Mechanisms in Environmentally-Assisted One-photon Phase Control
Leonardo A. Pachon, Paul Brumer

TL;DR
This paper investigates how environment-assisted quantum effects, including entanglement and non-Markovian dynamics, enable one-photon phase control, highlighting conditions for its observation and the role of quantum coherence.
Contribution
It provides an analytical and numerical analysis of environment-assisted one-photon phase control, emphasizing the importance of non-Markovian dynamics and initial coherences.
Findings
Non-Markovian dynamics enhance phase control.
Moderate system-bath coupling is beneficial.

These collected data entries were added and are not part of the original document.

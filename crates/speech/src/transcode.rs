use std::io::Cursor;
use std::process::Stdio;

use tokio::io::AsyncWriteExt;
use tokio::process::Command;

use crate::error::{Result, SpeechError};
use crate::types::{AudioFormat, RawAudio};

/// Fixed parameters of the upstream PCM payload: these are what the
/// backend always produces, not a negotiated property.
pub const SAMPLE_RATE: u32 = 24_000;
pub const CHANNELS: u16 = 1;
const BYTES_PER_SAMPLE: usize = 2;

const FFMPEG_BIN: &str = "ffmpeg";

/// Re-encode headerless PCM into the requested container/codec
///
/// WAV is framed in-process; compressed targets are piped through an
/// `ffmpeg` child process with that format's default quality settings.
/// No resampling, no channel mixing, no metadata.
pub async fn transcode(raw: &RawAudio, format: AudioFormat) -> Result<Vec<u8>> {
    tracing::debug!("transcoding {} bytes of PCM to {format}", raw.len());

    if raw.len() % BYTES_PER_SAMPLE != 0 {
        return Err(SpeechError::Transcode(format!(
            "PCM payload length {} is not aligned to 16-bit samples",
            raw.len()
        )));
    }

    let muxer = match format {
        AudioFormat::Wav => return encode_wav(raw),
        AudioFormat::Mp3 => "mp3",
        AudioFormat::Opus => "opus",
        AudioFormat::Aac => "adts",
        AudioFormat::Flac => "flac",
    };

    encode_with_ffmpeg(raw, muxer).await
}

/// Frame the PCM samples into a WAV container
fn encode_wav(raw: &RawAudio) -> Result<Vec<u8>> {
    let spec = hound::WavSpec {
        channels: CHANNELS,
        sample_rate: SAMPLE_RATE,
        bits_per_sample: 16,
        sample_format: hound::SampleFormat::Int,
    };

    let mut cursor = Cursor::new(Vec::new());

    let mut writer = hound::WavWriter::new(&mut cursor, spec)
        .map_err(|e| SpeechError::Transcode(format!("failed to open WAV writer: {e}")))?;

    for sample in raw.as_bytes().chunks_exact(BYTES_PER_SAMPLE) {
        writer
            .write_sample(i16::from_le_bytes([sample[0], sample[1]]))
            .map_err(|e| SpeechError::Transcode(format!("failed to write WAV sample: {e}")))?;
    }

    writer
        .finalize()
        .map_err(|e| SpeechError::Transcode(format!("failed to finalize WAV container: {e}")))?;

    Ok(cursor.into_inner())
}

/// Pipe the PCM payload through ffmpeg and collect the encoded output
async fn encode_with_ffmpeg(raw: &RawAudio, muxer: &str) -> Result<Vec<u8>> {
    let mut child = Command::new(FFMPEG_BIN)
        .args(["-hide_banner", "-loglevel", "error"])
        .args(["-f", "s16le"])
        .arg("-ar")
        .arg(SAMPLE_RATE.to_string())
        .arg("-ac")
        .arg(CHANNELS.to_string())
        .args(["-i", "pipe:0"])
        .args(["-f", muxer, "pipe:1"])
        .stdin(Stdio::piped())
        .stdout(Stdio::piped())
        .stderr(Stdio::piped())
        .spawn()
        .map_err(|e| SpeechError::Transcode(format!("failed to start {FFMPEG_BIN}: {e}")))?;

    let mut stdin = child
        .stdin
        .take()
        .ok_or_else(|| SpeechError::Transcode(format!("{FFMPEG_BIN} stdin was not captured")))?;

    // Feed stdin from a separate task while draining stdout, so a payload
    // larger than the pipe buffer cannot deadlock the encoder.
    let pcm = raw.as_bytes().to_vec();
    let feeder = tokio::spawn(async move {
        let result = stdin.write_all(&pcm).await;
        drop(stdin);
        result
    });

    let output = child
        .wait_with_output()
        .await
        .map_err(|e| SpeechError::Transcode(format!("{FFMPEG_BIN} did not run to completion: {e}")))?;

    if !output.status.success() {
        let stderr = String::from_utf8_lossy(&output.stderr);
        return Err(SpeechError::Transcode(format!(
            "{FFMPEG_BIN} exited with {}: {}",
            output.status,
            stderr.trim()
        )));
    }

    match feeder.await {
        Ok(Ok(())) => {}
        // The encoder can close stdin once it has what it needs
        Ok(Err(e)) if e.kind() == std::io::ErrorKind::BrokenPipe => {}
        Ok(Err(e)) => {
            return Err(SpeechError::Transcode(format!("failed to feed PCM to {FFMPEG_BIN}: {e}")));
        }
        Err(e) => return Err(SpeechError::Internal(anyhow::anyhow!("PCM feeder task failed: {e}"))),
    }

    if output.stdout.is_empty() {
        return Err(SpeechError::Transcode(format!("{FFMPEG_BIN} produced no output")));
    }

    Ok(output.stdout)
}

#[cfg(test)]
mod tests {
    use super::*;

    /// 100 ms of a ramp signal at the fixed PCM parameters
    fn pcm_fixture() -> RawAudio {
        let samples = (0..2400).map(|i| {
            let value = i16::try_from((i % 200) * 100 - 10_000).unwrap();
            value.to_le_bytes()
        });

        RawAudio::new(samples.flatten().collect())
    }

    fn ffmpeg_available() -> bool {
        std::process::Command::new(FFMPEG_BIN)
            .arg("-version")
            .stdout(Stdio::null())
            .stderr(Stdio::null())
            .status()
            .is_ok()
    }

    #[tokio::test]
    async fn wav_round_trip_preserves_samples() {
        let raw = pcm_fixture();
        let encoded = transcode(&raw, AudioFormat::Wav).await.unwrap();

        let mut reader = hound::WavReader::new(Cursor::new(encoded)).unwrap();
        let spec = reader.spec();

        assert_eq!(spec.sample_rate, SAMPLE_RATE);
        assert_eq!(spec.channels, CHANNELS);
        assert_eq!(spec.bits_per_sample, 16);

        let decoded: Vec<i16> = reader.samples::<i16>().map(std::result::Result::unwrap).collect();
        let original: Vec<i16> = raw
            .as_bytes()
            .chunks_exact(2)
            .map(|pair| i16::from_le_bytes([pair[0], pair[1]]))
            .collect();

        assert_eq!(decoded, original);
    }

    #[tokio::test]
    async fn empty_payload_yields_an_empty_wav() {
        let encoded = transcode(&RawAudio::new(Vec::new()), AudioFormat::Wav).await.unwrap();

        let reader = hound::WavReader::new(Cursor::new(encoded)).unwrap();
        assert_eq!(reader.len(), 0);
    }

    #[tokio::test]
    async fn misaligned_payload_is_a_processing_error() {
        let error = transcode(&RawAudio::new(vec![0, 1, 2]), AudioFormat::Wav)
            .await
            .unwrap_err();

        match error {
            SpeechError::Transcode(cause) => assert!(cause.contains("aligned")),
            other => panic!("unexpected error: {other}"),
        }
    }

    #[tokio::test]
    async fn mp3_encoding_changes_the_byte_size() {
        if !ffmpeg_available() {
            eprintln!("skipping: {FFMPEG_BIN} not found on PATH");
            return;
        }

        let raw = pcm_fixture();
        let encoded = transcode(&raw, AudioFormat::Mp3).await.unwrap();

        assert!(!encoded.is_empty());
        assert_ne!(encoded.len(), raw.len());
    }

    #[tokio::test]
    async fn flac_output_carries_the_container_magic() {
        if !ffmpeg_available() {
            eprintln!("skipping: {FFMPEG_BIN} not found on PATH");
            return;
        }

        let encoded = transcode(&pcm_fixture(), AudioFormat::Flac).await.unwrap();
        assert_eq!(&encoded[..4], b"fLaC");
    }
}
#![allow(clippy::must_use_candidate, clippy::missing_errors_doc)]

use aria_config::TelemetryConfig;
use tracing_subscriber::EnvFilter;

/// Initialize the global tracing subscriber
///
/// The filter comes from `RUST_LOG` when set, otherwise from the
/// configured log level. Call once at process start.
pub fn init(config: Option<&TelemetryConfig>, default_level: &str) -> anyhow::Result<()> {
    let level = config.map_or(default_level, |c| c.log_level.as_str());
    let filter = EnvFilter::try_from_default_env().unwrap_or_else(|_| EnvFilter::new(level));

    let builder = tracing_subscriber::fmt().with_env_filter(filter).with_target(true);

    if config.is_some_and(|c| c.json_logs) {
        builder.json().try_init().map_err(|e| anyhow::anyhow!("failed to initialize logging: {e}"))?;
    } else {
        builder.try_init().map_err(|e| anyhow::anyhow!("failed to initialize logging: {e}"))?;
    }

    Ok(())
}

Initial quantum coherences are crucial for control.
Abstract
The ability of an environment to assist in one-photon phase control relies upon entanglement between the system and bath and on the breaking of the time reversal symmetry. Here, one photon phase control is examined analytically and numerically in a model system, allowing an analysis of the relative strength of these contributions. Further, the significant role of non-Markovian dynamics and of moderate system-bath coupling in enhancing one-photon phase control is demonstrated, and an explicit role for quantum mechanics is noted in the existence of initial non-zero stationary coherences. Finally, desirable conditions are shown to be required to observe such environmentally assisted control, since the system will naturally equilibrate with its environment at longer times, ultimately resulting in the loss of phase control.